Collected data

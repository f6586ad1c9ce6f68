//! # Stream Session
//!
//! Wires one admitted connection to its AI pipeline. Four tasks run per connection:
//!
//! 1. **Ingestion**: inbound media chunks → validation → frame processor
//! 2. **Feed**: frame stream → circuit breaker → `AiPipeline::feed`
//! 3. **Output**: pipeline parts tagged `audio/wav` → decode → playback track
//! 4. **Pump**: paced playback frames → transport
//!
//! ## Failure handling:
//! - Empty chunks are dropped and counted against the `audio` budget; once it is exhausted audio
//!   processing is marked degraded
//! - Pipeline failures are retried under the `pipeline:feed` budget; when it is exhausted the
//!   breaker trips and the pipeline is marked degraded
//! - Undecodable pipeline audio is dropped and counted under `pipeline:tts`
//! - Failed sends are retried under the `connection:<id>` budget; when it is exhausted the
//!   connection is removed from the registry
//!
//! While any service is degraded the peer gets the fallback apology, once per outage: the text as
//! a control message and the audio through the playback track.

use crate::audio::playback::{decode_wav_payload, PlaybackTrack};
use crate::audio::processor::{validate_chunk, FrameProcessor};
use crate::config::AppConfig;
use crate::connection::{ConnectionEvent, ConnectionRegistry, TransportHandle};
use crate::error::{Severity, StreamError};
use crate::pipeline::{AiPipeline, PipelineFactory, PipelineHandle, PipelinePart, FEED_STAGE, TTS_STAGE};
use crate::resilience::{
    BreakerError, CircuitBreaker, ErrorBudget, ErrorCategory, GracefulDegradation, RetryDecision, Service,
};
use crate::websocket::WebSocketMessage;
use std::sync::atomic::{AtomicBool, Ordering};
use std::sync::{Arc, Mutex};
use std::time::Duration;
use tokio::sync::mpsc;
use tokio::task::JoinHandle;
use tokio::time::Instant;
use tokio_stream::wrappers::ReceiverStream;
use tokio_stream::StreamExt;
use tracing::{debug, error, info, trace, warn};

/// Minimum spacing between two activity reports to the registry.
const ACTIVITY_EVENT_INTERVAL: Duration = Duration::from_secs(1);

/// Shared collaborators every session needs.
#[derive(Clone)]
pub struct StreamServices {
    pub registry: Arc<ConnectionRegistry>,
    pub budget: Arc<ErrorBudget>,
    pub breaker: Arc<CircuitBreaker>,
    pub degradation: Arc<GracefulDegradation>,
    pub pipelines: Arc<dyn PipelineFactory>,
}

/// Inbound media from the peer, as a channel-backed track.
pub struct InboundTrack {
    receiver: mpsc::Receiver<Vec<u8>>,
}

impl InboundTrack {
    /// Create a track and the sender the transport pushes chunks into.
    pub fn channel(capacity: usize) -> (mpsc::Sender<Vec<u8>>, Self) {
        let (tx, rx) = mpsc::channel(capacity.max(1));
        (tx, Self { receiver: rx })
    }

    /// Next inbound chunk, or `None` once the transport has gone away.
    pub async fn recv_track_frame(&mut self) -> Option<Vec<u8>> {
        self.receiver.recv().await
    }
}

pub struct StreamSession {
    connection_id: String,
    transport: Arc<dyn TransportHandle>,
    processor: Arc<FrameProcessor>,
    track: Arc<PlaybackTrack>,
    services: StreamServices,
    buffer_warn_percent: f64,
    /// Set once the apology went out for the current outage
    apology_sent: AtomicBool,
    stopped: AtomicBool,
    tasks: Mutex<Vec<JoinHandle<()>>>,
}

impl StreamSession {
    /// Build the per-connection audio path and spawn its tasks.
    pub fn start(
        connection_id: String,
        transport: Arc<dyn TransportHandle>,
        inbound: InboundTrack,
        services: StreamServices,
        config: &AppConfig,
    ) -> Arc<Self> {
        let PipelineHandle { pipeline, output } = services.pipelines.create(&connection_id);

        let session = Arc::new(Self {
            connection_id,
            transport,
            processor: Arc::new(FrameProcessor::new(&config.audio)),
            track: Arc::new(PlaybackTrack::new(&config.playback)),
            services,
            buffer_warn_percent: config.audio.buffer_warn_percent,
            apology_sent: AtomicBool::new(false),
            stopped: AtomicBool::new(false),
            tasks: Mutex::new(Vec::new()),
        });

        let handles = vec![
            tokio::spawn(Arc::clone(&session).run_ingestion(inbound)),
            tokio::spawn(Arc::clone(&session).run_feed(pipeline)),
            tokio::spawn(Arc::clone(&session).run_output(output)),
            tokio::spawn(Arc::clone(&session).run_pump()),
        ];
        *session.tasks.lock().unwrap_or_else(|poisoned| poisoned.into_inner()) = handles;

        info!(
            connection_id = %session.connection_id,
            frame_size_bytes = session.processor.frame_size_bytes(),
            playback_rate = session.track.sample_rate(),
            "Stream session started"
        );
        session
    }

    async fn run_ingestion(self: Arc<Self>, mut inbound: InboundTrack) {
        let events = self.services.registry.events();
        let mut last_activity: Option<Instant> = None;
        let mut overloaded = false;

        while let Some(chunk) = inbound.recv_track_frame().await {
            if let Err(err) = validate_chunk(&chunk) {
                self.on_audio_error(err);
                continue;
            }

            let activity_due = match last_activity {
                Some(at) => at.elapsed() >= ACTIVITY_EVENT_INTERVAL,
                None => true,
            };
            if activity_due {
                let event = ConnectionEvent::Activity {
                    id: self.connection_id.clone(),
                };
                // a full event channel only postpones the refresh to a later chunk
                if events.try_send(event).is_ok() {
                    last_activity = Some(Instant::now());
                }
            }

            if !self.processor.add_frame(chunk) {
                break;
            }
            self.services.budget.record_success(&ErrorCategory::Audio);
            self.mark_healthy(Service::AudioProcessing);

            let usage = self.processor.buffer_usage();
            if usage > self.buffer_warn_percent {
                if !overloaded {
                    warn!(
                        connection_id = %self.connection_id,
                        usage_percent = usage,
                        buffered_bytes = self.processor.buffered_bytes(),
                        "Inbound audio buffer near capacity, pipeline is falling behind"
                    );
                    overloaded = true;
                }
            } else {
                overloaded = false;
            }
        }

        debug!(connection_id = %self.connection_id, "Inbound track ended");
    }

    /// The chunk is already gone, so the failure is only counted.
    fn on_audio_error(&self, err: StreamError) {
        match self.services.budget.record_failure(&ErrorCategory::Audio, &err) {
            RetryDecision::Retry { .. } => {
                debug!(connection_id = %self.connection_id, error = %err, "Dropped invalid audio chunk");
            }
            RetryDecision::GiveUp { .. } => self.mark_degraded(Service::AudioProcessing),
        }
    }

    async fn run_feed(self: Arc<Self>, pipeline: Arc<dyn AiPipeline>) {
        let mut frames = Box::pin(self.processor.frame_stream().into_stream());
        while let Some(frame) = frames.next().await {
            self.feed_frame(pipeline.as_ref(), frame).await;
        }
        debug!(connection_id = %self.connection_id, "Frame stream ended");
    }

    /// Deliver one frame, retrying the same frame while the budget allows.
    ///
    /// While degraded the apology goes out first; the breaker then decides whether the pipeline
    /// is called at all.
    async fn feed_frame(&self, pipeline: &dyn AiPipeline, frame: Vec<u8>) {
        let category = ErrorCategory::Pipeline(FEED_STAGE.to_string());

        if self.services.degradation.should_use_fallback() {
            self.engage_fallback();
        }

        loop {
            let attempt = frame.clone();
            match self.services.breaker.call(|| pipeline.feed(attempt)).await {
                Ok(()) => {
                    self.services.budget.record_success(&category);
                    self.mark_healthy(Service::AiPipeline);
                    return;
                }
                Err(BreakerError::Open) => {
                    // frame dropped while the pipeline is cut off
                    self.mark_degraded(Service::AiPipeline);
                    return;
                }
                Err(BreakerError::Inner(err)) => {
                    match self.services.budget.record_and_maybe_retry(&category, &err).await {
                        RetryDecision::Retry { .. } => continue,
                        RetryDecision::GiveUp { .. } => {
                            error!(
                                connection_id = %self.connection_id,
                                pipeline = pipeline.name(),
                                breaker = self.services.breaker.name(),
                                error = %err,
                                "Pipeline failing, tripping circuit breaker"
                            );
                            self.services.breaker.trip();
                            self.mark_degraded(Service::AiPipeline);
                            return;
                        }
                    }
                }
            }
        }
    }

    fn mark_degraded(&self, service: Service) {
        self.services.degradation.set_service_status(service, false);
        self.engage_fallback();
    }

    /// Restore a service and re-arm the apology once nothing is degraded any more.
    fn mark_healthy(&self, service: Service) {
        let degradation = &self.services.degradation;
        if !degradation.check_service_health(service) {
            degradation.set_service_status(service, true);
        }
        if !degradation.should_use_fallback() {
            self.apology_sent.store(false, Ordering::SeqCst);
        }
    }

    /// Send the apology, once per outage.
    fn engage_fallback(&self) {
        if self.apology_sent.swap(true, Ordering::SeqCst) {
            return;
        }

        let fallback = self.services.degradation.fallback_response();
        warn!(
            connection_id = %self.connection_id,
            services = ?self.services.degradation.services(),
            "Sending fallback response to peer"
        );

        let message = WebSocketMessage::Fallback {
            message: fallback.message,
        };
        if let Some(json) = message.to_json() {
            self.transport.send_text(json);
        }
        if let Some(audio) = fallback.audio {
            let track = Arc::clone(&self.track);
            tokio::spawn(async move {
                track.play(&audio).await;
            });
        }
    }

    async fn run_output(self: Arc<Self>, output: mpsc::Receiver<PipelinePart>) {
        let category = ErrorCategory::Pipeline(TTS_STAGE.to_string());
        let mut parts = ReceiverStream::new(output).filter(PipelinePart::is_audio);

        while let Some(part) = parts.next().await {
            match decode_wav_payload(part.data) {
                Ok(pcm) if pcm.is_empty() => {}
                Ok(pcm) => {
                    self.services.budget.record_success(&category);
                    self.mark_healthy(Service::Tts);
                    if !self.track.send(pcm) {
                        break;
                    }
                }
                Err(err) => {
                    warn!(connection_id = %self.connection_id, error = %err, "Dropping undecodable pipeline audio");
                    let err = StreamError::pipeline(err);
                    if let RetryDecision::GiveUp { .. } = self.services.budget.record_failure(&category, &err) {
                        self.mark_degraded(Service::Tts);
                    }
                }
            }
        }
        debug!(connection_id = %self.connection_id, "Pipeline output ended");
    }

    async fn run_pump(self: Arc<Self>) {
        let category = ErrorCategory::Connection(self.connection_id.clone());

        while let Ok(frame) = self.track.recv_frame().await {
            let delivered = self
                .services
                .budget
                .run_with_retry(&category, || {
                    let sent = self.transport.send_frame(frame.data.clone());
                    async move {
                        if sent {
                            Ok(())
                        } else {
                            Err(StreamError::connection("Failed to deliver audio frame to peer"))
                        }
                    }
                })
                .await;

            if let Err(err) = delivered {
                let err = StreamError {
                    severity: Severity::Critical,
                    ..err
                };
                error!(
                    connection_id = %self.connection_id,
                    severity = err.severity.as_str(),
                    failed_at = %err.timestamp,
                    error = %err,
                    "Peer unreachable, closing connection"
                );
                self.services.registry.remove(&self.connection_id);
                return;
            }
            trace!(
                connection_id = %self.connection_id,
                pts = frame.pts,
                sample_rate = frame.sample_rate,
                silence = frame.silence,
                "Audio frame delivered"
            );
        }
        debug!(connection_id = %self.connection_id, "Playback track stopped");
    }

    /// Tear the session down. Idempotent.
    pub fn stop(&self) {
        if self.stopped.swap(true, Ordering::SeqCst) {
            return;
        }

        let tasks: Vec<JoinHandle<()>> = self
            .tasks
            .lock()
            .unwrap_or_else(|poisoned| poisoned.into_inner())
            .drain(..)
            .collect();
        for task in tasks {
            task.abort();
        }

        let pending_chunks = self.track.len();
        self.processor.stop();
        self.track.stop();
        self.services.registry.remove(&self.connection_id);
        self.services
            .budget
            .forget(&ErrorCategory::Connection(self.connection_id.clone()));

        info!(
            connection_id = %self.connection_id,
            pending_chunks,
            dropped_chunks = self.track.dropped_chunks(),
            "Stream session stopped"
        );
    }
}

* **Try it**: Return the lines above, from the one containing "let pending_chunks = self.track.len();" to the end, exactly as they stand.

* **Solution to this problem**:
        let pending_chunks = self.track.len();
        self.processor.stop();
        self.track.stop();
        self.services.registry.remove(&self.connection_id);
        self.services
            .budget
            .forget(&ErrorCategory::Connection(self.connection_id.clone()));

        info!(
            connection_id = %self.connection_id,
            pending_chunks,
            dropped_chunks = self.track.dropped_chunks(),
            "Stream session stopped"
        );
    }
}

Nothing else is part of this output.